And yet if insurance companies don’t raise their rates now, they are only “digging themselves deeper into a hole,” says Robert Fellows, senior vice president of Zurich Canada.
Fellows was the breakfast keynote speaker at the CIP Society Symposium 2010, held in Toronto on May 13.
“The only problem is, the timing of the market cycle is turning simultaneously with the economic cycle, which means that it will be more difficult to sell rate increases to our customers [because of] the impact of the recession,” Fellows. “These two elements have made it impossible for us to call how and when the [insurance market cycle] turn will come. But the turn does need to come.” 
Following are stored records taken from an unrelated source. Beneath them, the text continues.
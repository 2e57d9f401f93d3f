//! Reference-sequence collaborators used by the `variation*`, `baseq_ext*`
//! and `coverage_gc` statistics.

mod fasta;

use crate::error::Result;
use std::collections::HashMap;

pub use fasta::FastaReference;

/// Random access to reference bases. Coordinates are zero-based.
pub trait ReferenceSource {
    fn contig_len(&self, chrom: &str) -> Option<u64>;

    /// Bases in `[start, end)`, clamped to the contig. Unknown contigs and
    /// windows entirely outside it yield an empty sequence.
    fn fetch(&mut self, chrom: &str, start: u64, end: u64) -> Result<Vec<u8>>;

    /// Upper-cased base at `pos`, `N` when out of bounds.
    fn base(&mut self, chrom: &str, pos: u64) -> Result<u8> {
        Ok(self
            .fetch(chrom, pos, pos + 1)?
            .first()
            .map_or(b'N', |b| b.to_ascii_uppercase()))
    }
}

/// Clamp `[start, end)` to a contig of `len` bases.
pub(crate) fn clamp(start: u64, end: u64, len: u64) -> (u64, u64) {
    let end = end.min(len);
    (start.min(end), end)
}

/// Reference sequences held in memory.
#[derive(Debug, Clone, Default)]
pub struct MemoryReference {
    sequences: HashMap<String, Vec<u8>>,
}

impl MemoryReference {
    pub fn new() -> Self {
        Self::default()
    }

    pub fn with_sequence(mut self, chrom: &str, seq: &[u8]) -> Self {
        self.sequences.insert(chrom.to_string(), seq.to_vec());
        self
    }
}

impl ReferenceSource for MemoryReference {
    fn contig_len(&self, chrom: &str) -> Option<u64> {
        self.sequences.get(chrom).map(|s| s.len() as u64)
    }

    fn fetch(&mut self, chrom: &str, start: u64, end: u64) -> Result<Vec<u8>> {
        let Some(seq) = self.sequences.get(chrom) else {
            return Ok(Vec::new());
        };
        let (start, end) = clamp(start, end, seq.len() as u64);
        Ok(seq[start as usize..end as usize].to_vec())
    }
}
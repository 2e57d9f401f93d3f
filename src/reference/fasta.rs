use super::{clamp, ReferenceSource};
use crate::error::Result;
use bio::io::fasta::IndexedReader;
use std::collections::HashMap;
use std::fs::File;
use std::io;
use std::path::Path;

const BLOCK_SIZE: u64 = 1 << 16;

/// Indexed FASTA reference (`.fai` next to the file).
///
/// Pileup statistics request bases in increasing position order, so the
/// reader keeps the last fetched block and serves neighbouring requests
/// from it.
pub struct FastaReference {
    reader: IndexedReader<File>,
    lengths: HashMap<String, u64>,
    block: Option<Block>,
}

struct Block {
    chrom: String,
    start: u64,
    seq: Vec<u8>,
}

impl Block {
    fn covers(&self, chrom: &str, start: u64, end: u64) -> bool {
        self.chrom == chrom && start >= self.start && end <= self.start + self.seq.len() as u64
    }
}

impl FastaReference {
    pub fn from_path(path: &Path) -> Result<Self> {
        let reader = IndexedReader::from_file(&path)?;
        let lengths = reader
            .index
            .sequences()
            .into_iter()
            .map(|s| (s.name, s.len))
            .collect();
        Ok(Self {
            reader,
            lengths,
            block: None,
        })
    }

    fn read(&mut self, chrom: &str, start: u64, end: u64) -> Result<Vec<u8>> {
        let mut seq = Vec::with_capacity((end - start) as usize);
        self.reader.fetch(chrom, start, end)?;
        self.reader.read(&mut seq)?;
        if (seq.len() as u64) < end - start {
            return Err(io::Error::new(
                io::ErrorKind::UnexpectedEof,
                format!(
                    "{}:{}-{}: FASTA holds {} of {} bases listed in its index",
                    chrom,
                    start,
                    end,
                    seq.len(),
                    end - start
                ),
            )
            .into());
        }
        Ok(seq)
    }
}

impl ReferenceSource for FastaReference {
    fn contig_len(&self, chrom: &str) -> Option<u64> {
        self.lengths.get(chrom).copied()
    }

    fn fetch(&mut self, chrom: &str, start: u64, end: u64) -> Result<Vec<u8>> {
        let Some(len) = self.contig_len(chrom) else {
            return Ok(Vec::new());
        };
        let (start, end) = clamp(start, end, len);
        if start == end {
            return Ok(Vec::new());
        }

        if let Some(block) = self.block.as_ref().filter(|b| b.covers(chrom, start, end)) {
            let offset = (start - block.start) as usize;
            return Ok(block.seq[offset..offset + (end - start) as usize].to_vec());
        }
        if end - start > BLOCK_SIZE {
            return self.read(chrom, start, end);
        }

        let block_end = (start + BLOCK_SIZE).min(len);
        let seq = self.read(chrom, start, block_end)?;
        let out = seq[..(end - start) as usize].to_vec();
        self.block = Some(Block {
            chrom: chrom.to_string(),
            start,
            seq,
        });
        Ok(out)
    }
}
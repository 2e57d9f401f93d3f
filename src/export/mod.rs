//! Writers for record streams: tab-separated text or JSON Lines, gzip
//! compressed when the output path ends in `.gz`.

use crate::error::{Result, StatsError};
use crate::stats::record::{StatRecord, Value};
use serde::ser::{Serialize, SerializeMap, Serializer};
use serde::Deserialize;
use std::fs::File;
use std::io::{self, BufWriter, Write};
use std::path::Path;

#[derive(Debug, Clone, Copy, Default, PartialEq, Eq, serde::Serialize, Deserialize, clap::ValueEnum)]
#[serde(rename_all = "lowercase")]
pub enum OutputFormat {
    #[default]
    Tsv,
    Json,
}

/// Open `path` for writing, or stdout when `None`.
pub fn create_output(path: Option<&Path>) -> Result<Box<dyn Write>> {
    let Some(path) = path else {
        return Ok(Box::new(BufWriter::new(io::stdout().lock())));
    };
    let file = BufWriter::new(File::create(path)?);
    if path.extension().is_some_and(|ext| ext == "gz") {
        let writer = niffler::get_writer(
            Box::new(file),
            niffler::compression::Format::Gzip,
            niffler::Level::Six,
        )
        .map_err(anyhow::Error::from)?;
        return Ok(writer);
    }
    Ok(Box::new(file))
}

/// One record restricted to the selected columns, serialized in order.
struct Row<'a> {
    names: &'a [String],
    columns: &'a [usize],
    values: &'a [Value],
}

impl Serialize for Row<'_> {
    fn serialize<S: Serializer>(&self, serializer: S) -> std::result::Result<S::Ok, S::Error> {
        let mut map = serializer.serialize_map(Some(self.columns.len()))?;
        for (name, &i) in self.names.iter().zip(self.columns) {
            map.serialize_entry(name, &self.values[i])?;
        }
        map.end()
    }
}

pub struct RecordWriter<W: Write> {
    out: W,
    format: OutputFormat,
    names: Vec<String>,
    columns: Vec<usize>,
    header_written: bool,
    written: u64,
}

impl<W: Write> RecordWriter<W> {
    /// `fields` is the record layout of the stream; `select` picks and
    /// orders the columns written.
    pub fn new(
        out: W,
        format: OutputFormat,
        stat: &str,
        fields: &[String],
        select: Option<&[String]>,
    ) -> Result<Self> {
        let (names, columns) = match select {
            Some(select) => {
                let mut columns = Vec::with_capacity(select.len());
                for name in select {
                    let i = fields.iter().position(|f| f == name).ok_or_else(|| {
                        StatsError::UnknownField {
                            stat: stat.to_string(),
                            field: name.clone(),
                        }
                    })?;
                    columns.push(i);
                }
                (select.to_vec(), columns)
            }
            None => (fields.to_vec(), (0..fields.len()).collect()),
        };

        Ok(Self {
            out,
            format,
            names,
            columns,
            header_written: false,
            written: 0,
        })
    }

    fn write_header(&mut self) -> Result<()> {
        if self.format == OutputFormat::Tsv {
            writeln!(self.out, "{}", self.names.join("\t"))?;
        }
        self.header_written = true;
        Ok(())
    }

    pub fn write(&mut self, record: &StatRecord) -> Result<()> {
        if !self.header_written {
            self.write_header()?;
        }
        let values = record.values();
        match self.format {
            OutputFormat::Tsv => {
                let line: Vec<String> = self.columns.iter().map(|&i| values[i].to_string()).collect();
                writeln!(self.out, "{}", line.join("\t"))?;
            }
            OutputFormat::Json => {
                let row = Row {
                    names: &self.names,
                    columns: &self.columns,
                    values,
                };
                serde_json::to_writer(&mut self.out, &row)?;
                self.out.write_all(b"\n")?;
            }
        }
        self.written += 1;
        Ok(())
    }

    /// Flush and return the number of records written. A TSV stream with no
    /// records still gets its header.
    pub fn finish(mut self) -> Result<u64> {
        if !self.header_written {
            self.write_header()?;
        }
        self.out.flush()?;
        Ok(self.written)
    }
}
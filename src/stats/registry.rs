use super::baseq::{BaseqExtTally, BaseqTally};
use super::coverage::{CoverageExtTally, CoverageTally};
use super::gc::GcWindow;
use super::mapq::MapqTally;
use super::record::{ColumnKind, FieldSet, Site, Value};
use super::tally::{Stranded, Unstranded};
use super::tlen::TlenTally;
use super::variation::VariationTally;
use super::RecordSchema;
use crate::error::{Result, StatsError};
use crate::pileup::Segment;
use crate::reference::ReferenceSource;
use std::fmt;
use std::str::FromStr;

/// Every statistic type that can be requested by name.
#[derive(Debug, Clone, Copy, PartialEq, Eq, Hash)]
pub enum StatType {
    Coverage,
    CoverageStrand,
    CoverageExt,
    CoverageExtStrand,
    Variation,
    VariationStrand,
    Tlen,
    TlenStrand,
    Mapq,
    MapqStrand,
    Baseq,
    BaseqStrand,
    BaseqExt,
    BaseqExtStrand,
    CoverageGc,
}

impl StatType {
    pub const ALL: [StatType; 15] = [
        StatType::Coverage,
        StatType::CoverageStrand,
        StatType::CoverageExt,
        StatType::CoverageExtStrand,
        StatType::Variation,
        StatType::VariationStrand,
        StatType::Tlen,
        StatType::TlenStrand,
        StatType::Mapq,
        StatType::MapqStrand,
        StatType::Baseq,
        StatType::BaseqStrand,
        StatType::BaseqExt,
        StatType::BaseqExtStrand,
        StatType::CoverageGc,
    ];

    pub fn name(&self) -> &'static str {
        match self {
            StatType::Coverage => "coverage",
            StatType::CoverageStrand => "coverage_strand",
            StatType::CoverageExt => "coverage_ext",
            StatType::CoverageExtStrand => "coverage_ext_strand",
            StatType::Variation => "variation",
            StatType::VariationStrand => "variation_strand",
            StatType::Tlen => "tlen",
            StatType::TlenStrand => "tlen_strand",
            StatType::Mapq => "mapq",
            StatType::MapqStrand => "mapq_strand",
            StatType::Baseq => "baseq",
            StatType::BaseqStrand => "baseq_strand",
            StatType::BaseqExt => "baseq_ext",
            StatType::BaseqExtStrand => "baseq_ext_strand",
            StatType::CoverageGc => "coverage_gc",
        }
    }

    pub fn requires_reference(&self) -> bool {
        matches!(
            self,
            StatType::Variation
                | StatType::VariationStrand
                | StatType::BaseqExt
                | StatType::BaseqExtStrand
                | StatType::CoverageGc
        )
    }

    /// Registry entry for this type; `None` for `coverage_gc`, whose schema
    /// is built from window parameters.
    pub fn registered(&self) -> Option<Schema> {
        let schema = match self {
            StatType::Coverage => Schema::Coverage,
            StatType::CoverageStrand => Schema::CoverageStrand,
            StatType::CoverageExt => Schema::CoverageExt,
            StatType::CoverageExtStrand => Schema::CoverageExtStrand,
            StatType::Variation => Schema::Variation,
            StatType::VariationStrand => Schema::VariationStrand,
            StatType::Tlen => Schema::Tlen,
            StatType::TlenStrand => Schema::TlenStrand,
            StatType::Mapq => Schema::Mapq,
            StatType::MapqStrand => Schema::MapqStrand,
            StatType::Baseq => Schema::Baseq,
            StatType::BaseqStrand => Schema::BaseqStrand,
            StatType::BaseqExt => Schema::BaseqExt,
            StatType::BaseqExtStrand => Schema::BaseqExtStrand,
            StatType::CoverageGc => return None,
        };
        Some(schema)
    }
}

impl fmt::Display for StatType {
    fn fmt(&self, f: &mut fmt::Formatter<'_>) -> fmt::Result {
        f.write_str(self.name())
    }
}

impl FromStr for StatType {
    type Err = StatsError;

    fn from_str(s: &str) -> Result<Self> {
        StatType::ALL
            .iter()
            .copied()
            .find(|t| t.name() == s)
            .ok_or_else(|| StatsError::UnsupportedType(s.to_string()))
    }
}

/// Look up the schema registered under `type_name`.
pub fn lookup(type_name: &str) -> Result<Schema> {
    type_name
        .parse::<StatType>()?
        .registered()
        .ok_or_else(|| StatsError::UnsupportedType(type_name.to_string()))
}

/// Resolved record schema for one statistic type.
#[derive(Debug, Clone, Copy, PartialEq, Eq)]
pub enum Schema {
    Coverage,
    CoverageStrand,
    CoverageExt,
    CoverageExtStrand,
    Variation,
    VariationStrand,
    Tlen,
    TlenStrand,
    Mapq,
    MapqStrand,
    Baseq,
    BaseqStrand,
    BaseqExt,
    BaseqExtStrand,
    CoverageGc(GcWindow),
}

impl From<GcWindow> for Schema {
    fn from(window: GcWindow) -> Self {
        Schema::CoverageGc(window)
    }
}

macro_rules! with_schema {
    ($schema:expr, $s:ident => $body:expr) => {
        match $schema {
            Schema::Coverage => {
                let $s = Unstranded::<CoverageTally>::new("coverage");
                $body
            }
            Schema::CoverageStrand => {
                let $s = Stranded::<CoverageTally>::new("coverage_strand");
                $body
            }
            Schema::CoverageExt => {
                let $s = Unstranded::<CoverageExtTally>::new("coverage_ext");
                $body
            }
            Schema::CoverageExtStrand => {
                let $s = Stranded::<CoverageExtTally>::new("coverage_ext_strand");
                $body
            }
            Schema::Variation => {
                let $s = Unstranded::<VariationTally>::new("variation");
                $body
            }
            Schema::VariationStrand => {
                let $s = Stranded::<VariationTally>::new("variation_strand");
                $body
            }
            Schema::Tlen => {
                let $s = Unstranded::<TlenTally>::new("tlen");
                $body
            }
            Schema::TlenStrand => {
                let $s = Stranded::<TlenTally>::new("tlen_strand");
                $body
            }
            Schema::Mapq => {
                let $s = Unstranded::<MapqTally>::new("mapq");
                $body
            }
            Schema::MapqStrand => {
                let $s = Stranded::<MapqTally>::new("mapq_strand");
                $body
            }
            Schema::Baseq => {
                let $s = Unstranded::<BaseqTally>::new("baseq");
                $body
            }
            Schema::BaseqStrand => {
                let $s = Stranded::<BaseqTally>::new("baseq_strand");
                $body
            }
            Schema::BaseqExt => {
                let $s = Unstranded::<BaseqExtTally>::new("baseq_ext");
                $body
            }
            Schema::BaseqExtStrand => {
                let $s = Stranded::<BaseqExtTally>::new("baseq_ext_strand");
                $body
            }
            Schema::CoverageGc(window) => {
                let $s = window;
                $body
            }
        }
    };
}

impl Schema {
    pub fn stat_type(&self) -> StatType {
        match self {
            Schema::Coverage => StatType::Coverage,
            Schema::CoverageStrand => StatType::CoverageStrand,
            Schema::CoverageExt => StatType::CoverageExt,
            Schema::CoverageExtStrand => StatType::CoverageExtStrand,
            Schema::Variation => StatType::Variation,
            Schema::VariationStrand => StatType::VariationStrand,
            Schema::Tlen => StatType::Tlen,
            Schema::TlenStrand => StatType::TlenStrand,
            Schema::Mapq => StatType::Mapq,
            Schema::MapqStrand => StatType::MapqStrand,
            Schema::Baseq => StatType::Baseq,
            Schema::BaseqStrand => StatType::BaseqStrand,
            Schema::BaseqExt => StatType::BaseqExt,
            Schema::BaseqExtStrand => StatType::BaseqExtStrand,
            Schema::CoverageGc(_) => StatType::CoverageGc,
        }
    }

    /// Every column of a record, `chrom` and `pos` first.
    pub fn record_columns(&self) -> Vec<(String, ColumnKind)> {
        let mut columns = vec![
            ("chrom".to_string(), ColumnKind::Text),
            ("pos".to_string(), ColumnKind::Int),
        ];
        columns.extend(self.columns());
        columns
    }

    pub fn fields(&self) -> FieldSet {
        self.record_columns().into_iter().map(|(name, _)| name).collect()
    }
}

impl RecordSchema for Schema {
    fn columns(&self) -> Vec<(String, ColumnKind)> {
        with_schema!(self, s => s.columns())
    }

    fn needs_reference(&self) -> bool {
        with_schema!(self, s => s.needs_reference())
    }

    fn build_record(
        &self,
        site: &Site<'_>,
        segments: &[Segment],
        reference: Option<&mut dyn ReferenceSource>,
        out: &mut Vec<Value>,
    ) -> Result<()> {
        with_schema!(self, s => s.build_record(site, segments, reference, out))
    }

    fn build_pad_record(
        &self,
        site: &Site<'_>,
        reference: Option<&mut dyn ReferenceSource>,
        out: &mut Vec<Value>,
    ) -> Result<()> {
        with_schema!(self, s => s.build_pad_record(site, reference, out))
    }
}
In his presentation, Fellows showed charts indicating that if companies simply elected to leave their rates “as-is” in auto liability lines, they would see their loss ratios increase by 10 percentage points over the next three years.
Furthermore, he observed, given rising loss ratios in auto liability lines, companies that didn’t respond with at least a 6.3% annual rate increase would be losing ground. “So ‘as-is’ renewals just don’t cut it in this case,” he said.
“Companies that are thinking ‘as-is’ as a win are digging themselves deeper into a hole, which will mean larger-percentage increases or a capacity withdrawal, with the reality coming [eventually],” he said.
Typically, a 100% combined ratio is considered a ‘break-even’ number. But because of the low-interest-rate environment, which contributes to evaporating investment yields, “there’s no way to make money at 100 combined,” Fellows said. And this is “why 95[%] is the new 100.”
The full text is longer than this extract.